月も星も裏切らない (閑吟集40)
「思い切り兼ねて 欲しや 欲しやと 月見て廊下に立たれた また流れた」 (閑吟集)
とっても大好きだった人と別れを迎えたとき、それまでその恋を様々な角度から彩ってくれた月や星や季節の風情が、まるで裏切ったかのようにみんな敵に見えてしまう。
さながら信頼していた仲間に謀反にあったかのように、何もかもが皆、自分の歩みを邪魔しているように思ってしまう。
自分の味方をしてくれるものなどなく、自分がこの世で一番不幸な人間に思えてしまう。
そんな時初めて、月や星はいつも恋の味方であるわけでなく、失恋の際にはまさに不吉の存在となり、満天の星は一気に流れ落ちるものだと気がついてうろたえてしまう。
月も星もまさに自分の心を移す鏡。
それもただ写すのではなく、自分の心の中を増幅して跳ね返えしてくるという偉大なる存在なのだろう。
しかし、月も星もあなたにどんなふうに思われても、黙ってあなたを見下ろし、いつか再び恋の味方となるときをじっと待ってくれている。
「思い切り兼ねて 欲しや 欲しやと 月見て廊下に立たれた また流れた」 (閑吟集)
大好きだったあなたを忘れられなくて、あなたが欲しい、あなたが欲しいと、月に頼ろうと廊下に立ったら、ああ、星が流れてしまった。
恋に破れた哀しさを星と月の見え方に例えている。「欲しい」と「星」を掛けてその切なさをこめて、
しかし決して月や星に恨みをもって見ているのではなく、また恋をしたときに大きな味方になってくれるのを信じているよう。

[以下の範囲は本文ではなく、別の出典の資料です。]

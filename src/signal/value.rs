//! Key/value payload carried by `with_value` nodes.

use std::any::Any;
use std::fmt;

/// A single key/value pair attached to one node.
///
/// Keys are plain `&'static str` names. Avoiding collisions between unrelated
/// components is caller discipline: prefix keys with the owning module path.
pub(crate) struct ValueEntry {
    pub(crate) key: &'static str,
    pub(crate) value: Box<dyn Any + Send + Sync>,
    type_name: &'static str,
}

impl ValueEntry {
    pub(crate) fn new<V>(key: &'static str, value: V) -> Self
    where
        V: Any + Send + Sync,
    {
        Self {
            key,
            value: Box::new(value),
            type_name: std::any::type_name::<V>(),
        }
    }
}

impl fmt::Display for ValueEntry {
    /// Strings render quoted; anything else renders as its type name.
    fn fmt(&self, f: &mut fmt::Formatter<'_>) -> fmt::Result {
        if let Some(s) = self.value.downcast_ref::<String>() {
            write!(f, "{}, {:?}", self.key, s)
        } else if let Some(s) = self.value.downcast_ref::<&'static str>() {
            write!(f, "{}, {:?}", self.key, s)
        } else {
            write!(f, "{}, <{}>", self.key, self.type_name)
        }
    }
}
//! Configuration System
//!
//! Layered configuration for the publisher scenarios and logging. Sources, lowest
//! precedence first: built-in defaults, an optional TOML file, then environment
//! variables of the form `LIFELINE__PUBLISHER__INTERVAL_MS`.

use crate::error::ApiError;
use crate::logging::LoggingConfig;
use config::{Config, Environment, File, FileFormat};
use serde::{Deserialize, Serialize};
use std::path::Path;
use std::time::Duration;

const ENV_PREFIX: &str = "LIFELINE";
const ENV_SEPARATOR: &str = "__";

/// Root configuration structure
#[derive(Debug, Clone, Default, Serialize, Deserialize)]
pub struct LifelineConfig {
    /// Publisher timings used by the demonstration scenarios
    #[serde(default)]
    pub publisher: PublisherConfig,

    /// Logging configuration
    #[serde(default)]
    pub logging: LoggingConfig,
}

/// Publisher and scenario timings
#[derive(Debug, Clone, PartialEq, Eq, Serialize, Deserialize)]
pub struct PublisherConfig {
    /// Pause between emissions
    #[serde(default = "default_interval_ms")]
    pub interval_ms: u64,

    /// How long to wait after releasing before counting live tasks
    #[serde(default = "default_grace_ms")]
    pub grace_ms: u64,

    /// Lifetime of the `timeout` scenario
    #[serde(default = "default_timeout_ms")]
    pub timeout_ms: u64,

    /// Offset from now of the `deadline` scenario's deadline
    #[serde(default = "default_deadline_ms")]
    pub deadline_ms: u64,

    /// Values a consumer reads before it stops
    #[serde(default = "default_stop_after")]
    pub stop_after: u64,
}

fn default_interval_ms() -> u64 {
    1000
}

fn default_grace_ms() -> u64 {
    4000
}

fn default_timeout_ms() -> u64 {
    8000
}

fn default_deadline_ms() -> u64 {
    5000
}

fn default_stop_after() -> u64 {
    10
}

impl Default for PublisherConfig {
    fn default() -> Self {
        Self {
            interval_ms: default_interval_ms(),
            grace_ms: default_grace_ms(),
            timeout_ms: default_timeout_ms(),
            deadline_ms: default_deadline_ms(),
            stop_after: default_stop_after(),
        }
    }
}

impl PublisherConfig {
    pub fn interval(&self) -> Duration {
        Duration::from_millis(self.interval_ms)
    }

    pub fn grace(&self) -> Duration {
        Duration::from_millis(self.grace_ms)
    }

    pub fn timeout(&self) -> Duration {
        Duration::from_millis(self.timeout_ms)
    }

    pub fn deadline_offset(&self) -> Duration {
        Duration::from_millis(self.deadline_ms)
    }

    /// Validate publisher timings
    pub fn validate(&self) -> Result<(), String> {
        if self.interval_ms == 0 {
            return Err("interval_ms must be greater than zero".to_string());
        }
        if self.stop_after == 0 {
            return Err("stop_after must be greater than zero".to_string());
        }
        // A release is only observed within one interval.
        if self.grace_ms < self.interval_ms {
            return Err(format!(
                "grace_ms ({}) must be at least interval_ms ({})",
                self.grace_ms, self.interval_ms
            ));
        }
        Ok(())
    }
}

/// Configuration validation errors
#[derive(Debug, Clone)]
pub enum ValidationError {
    Publisher(String),
    Logging(String),
}

impl std::fmt::Display for ValidationError {
    fn fmt(&self, f: &mut std::fmt::Formatter<'_>) -> std::fmt::Result {
        match self {
            ValidationError::Publisher(msg) => write!(f, "Publisher: {}", msg),
            ValidationError::Logging(msg) => write!(f, "Logging: {}", msg),
        }
    }
}

impl std::error::Error for ValidationError {}

impl LifelineConfig {
    /// Validate the entire configuration
    pub fn validate(&self) -> Result<(), Vec<ValidationError>> {
        let mut errors = Vec::new();

        if let Err(e) = self.publisher.validate() {
            errors.push(ValidationError::Publisher(e));
        }
        if let Err(e) = self.logging.validate() {
            errors.push(ValidationError::Logging(e));
        }

        if errors.is_empty() {
            Ok(())
        } else {
            Err(errors)
        }
    }

    /// Render the effective configuration as TOML.
    pub fn to_toml(&self) -> Result<String, ApiError> {
        toml::to_string_pretty(self)
            .map_err(|e| ApiError::ConfigError(format!("Failed to render config: {}", e)))
    }
}

/// Loads [`LifelineConfig`] from file and environment sources.
pub struct ConfigLoader;

impl ConfigLoader {
    /// Load defaults, then `path` if given, then environment overrides, and validate.
    pub fn load(path: Option<&Path>) -> Result<LifelineConfig, ApiError> {
        let mut builder = Config::builder();
        if let Some(path) = path {
            builder = builder.add_source(
                File::from(path.to_path_buf())
                    .format(FileFormat::Toml)
                    .required(true),
            );
        }
        builder = builder.add_source(
            Environment::with_prefix(ENV_PREFIX)
                .separator(ENV_SEPARATOR)
                .try_parsing(true),
        );

        let config: LifelineConfig = builder.build()?.try_deserialize()?;
        Self::checked(config)
    }

    /// Load from a TOML file only, ignoring the environment.
    pub fn load_from_file(path: &Path) -> Result<LifelineConfig, ApiError> {
        let config: LifelineConfig = Config::builder()
            .add_source(
                File::from(path.to_path_buf())
                    .format(FileFormat::Toml)
                    .required(true),
            )
            .build()?
            .try_deserialize()?;
        Self::checked(config)
    }

    fn checked(config: LifelineConfig) -> Result<LifelineConfig, ApiError> {
        config.validate().map_err(|errors| {
            let error_msgs: Vec<String> = errors.iter().map(|e| e.to_string()).collect();
            ApiError::ConfigError(format!(
                "Configuration validation failed:\n{}",
                error_msgs.join("\n")
            ))
        })?;
        Ok(config)
    }
}
//! Integration tests for the `lifeline` binary

use std::fs;
use std::process::Command;
use tempfile::TempDir;

fn run(args: &[&str]) -> std::process::Output {
    Command::new(env!("CARGO_BIN_EXE_lifeline"))
        .arg("--quiet")
        .args(args)
        .output()
        .unwrap()
}

#[test]
fn test_roots_command_prints_both_roots() {
    let output = run(&["roots"]);
    assert!(output.status.success());
    let stdout = String::from_utf8_lossy(&output.stdout);
    assert_eq!(stdout.lines().collect::<Vec<_>>(), vec!["background", "todo"]);
}

#[test]
fn test_values_command_prints_tree() {
    let output = run(&["values"]);
    assert!(output.status.success());
    let stdout = String::from_utf8_lossy(&output.stdout);
    assert!(stdout.contains("background.with_value(b, \"B\").with_value(d, \"D\")"));
    assert!(stdout.contains("f.value(\"f\") = \"F\""));
}

#[test]
fn test_leak_command_reports_leak() {
    let temp_dir = TempDir::new().unwrap();
    let path = temp_dir.path().join("fast.toml");
    fs::write(&path, "[publisher]\ninterval_ms = 5\ngrace_ms = 50\nstop_after = 3\n").unwrap();

    let output = run(&["--config", path.to_str().unwrap(), "leak"]);
    assert!(output.status.success());
    let stdout = String::from_utf8_lossy(&output.stdout);
    assert!(stdout.contains("counter 3"));
    assert!(stdout.contains("LEAK: 1 publisher(s) still alive"));
}

#[test]
fn test_invalid_config_fails() {
    let temp_dir = TempDir::new().unwrap();
    let path = temp_dir.path().join("bad.toml");
    fs::write(&path, "[publisher]\ninterval_ms = 0\n").unwrap();

    let output = run(&["--config", path.to_str().unwrap(), "roots"]);
    assert!(!output.status.success());
    let stderr = String::from_utf8_lossy(&output.stderr);
    assert!(stderr.contains("Configuration error"));
}
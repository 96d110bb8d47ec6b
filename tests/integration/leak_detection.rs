//! Integration tests for publisher leak detection
//!
//! A governed publisher must leave the live-task census once its node is released;
//! the ungoverned one stays alive for as long as the consumer holds the receiver.

use lifeline::census::TaskCensus;
use lifeline::config::PublisherConfig;
use lifeline::error::DoneCause;
use lifeline::publisher::Publisher;
use lifeline::scenario;
use lifeline::signal::{background, with_cancel};
use std::time::Duration;
use tokio::time::sleep;

const INTERVAL: Duration = Duration::from_secs(1);
const GRACE: Duration = Duration::from_secs(4);

#[tokio::test(start_paused = true)]
async fn test_no_leak_with_cancellation() {
    let census = TaskCensus::new();
    let publisher = Publisher::new(INTERVAL).with_census(census.clone());
    let before = census.live();

    let root = background();
    let (ctx, cancel) = with_cancel(&root);
    let (mut handoff, _handle) = publisher.spawn(&ctx);
    assert_eq!(census.live(), before + 1);

    for expected in 1..=10 {
        assert_eq!(handoff.recv().await, Some(expected));
    }
    cancel.cancel();

    sleep(GRACE).await;
    assert_eq!(census.live(), before);
}

#[tokio::test(start_paused = true)]
async fn test_leak_reproduction_without_signal() {
    let census = TaskCensus::new();
    let publisher = Publisher::new(INTERVAL).with_census(census.clone());
    let before = census.live();

    let (mut handoff, _handle) = publisher.spawn_leaky();
    for expected in 1..=10 {
        assert_eq!(handoff.recv().await, Some(expected));
    }

    sleep(GRACE).await;
    assert_eq!(census.live(), before + 1);

    // Dropping the receiver is the leaky publisher's only way out.
    drop(handoff);
    census.settle(before, GRACE).await.unwrap();
}

#[tokio::test(start_paused = true)]
async fn test_shared_census_across_publishers() {
    let census = TaskCensus::new();
    let root = background();
    let (ctx, cancel) = with_cancel(&root);

    let handoffs: Vec<_> = (0..4)
        .map(|_| {
            Publisher::new(INTERVAL)
                .with_census(census.clone())
                .spawn(&ctx)
                .0
        })
        .collect();
    assert_eq!(census.live(), 4);

    cancel.cancel();
    census.settle(0, INTERVAL).await.unwrap();
    drop(handoffs);
}

#[tokio::test(start_paused = true)]
async fn test_scenarios_report_leaks() {
    let config = PublisherConfig::default();

    let leak = scenario::leak(&config).await;
    assert!(leak.leaked());
    assert_eq!(leak.received, (1..=10).collect::<Vec<_>>());

    let cancel = scenario::cancel(&config).await;
    assert!(!cancel.leaked());
    assert_eq!(cancel.cause, Some(DoneCause::Cancelled));
    assert_eq!(cancel.received, (1..=10).collect::<Vec<_>>());

    let timeout = scenario::timeout(&config).await;
    assert!(!timeout.leaked());
    assert_eq!(timeout.cause, Some(DoneCause::DeadlineExceeded));

    let deadline = scenario::deadline(&config).await;
    assert!(!deadline.leaked());
    assert_eq!(deadline.cause, Some(DoneCause::DeadlineExceeded));
    assert!(deadline.received.len() >= 5);
}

月と星、黙って味方にも悪役にもなってくれる、やさしい存在。そして何も言わずあなたを黙って見て味方をしてくれる人が、
きっとあなたを待っている。
見上げればそこに懸かっているように。
月も星も裏切らない。
今、あなたが月と星を見上げて、
それが味方に見えるなら、あなたは幸せです。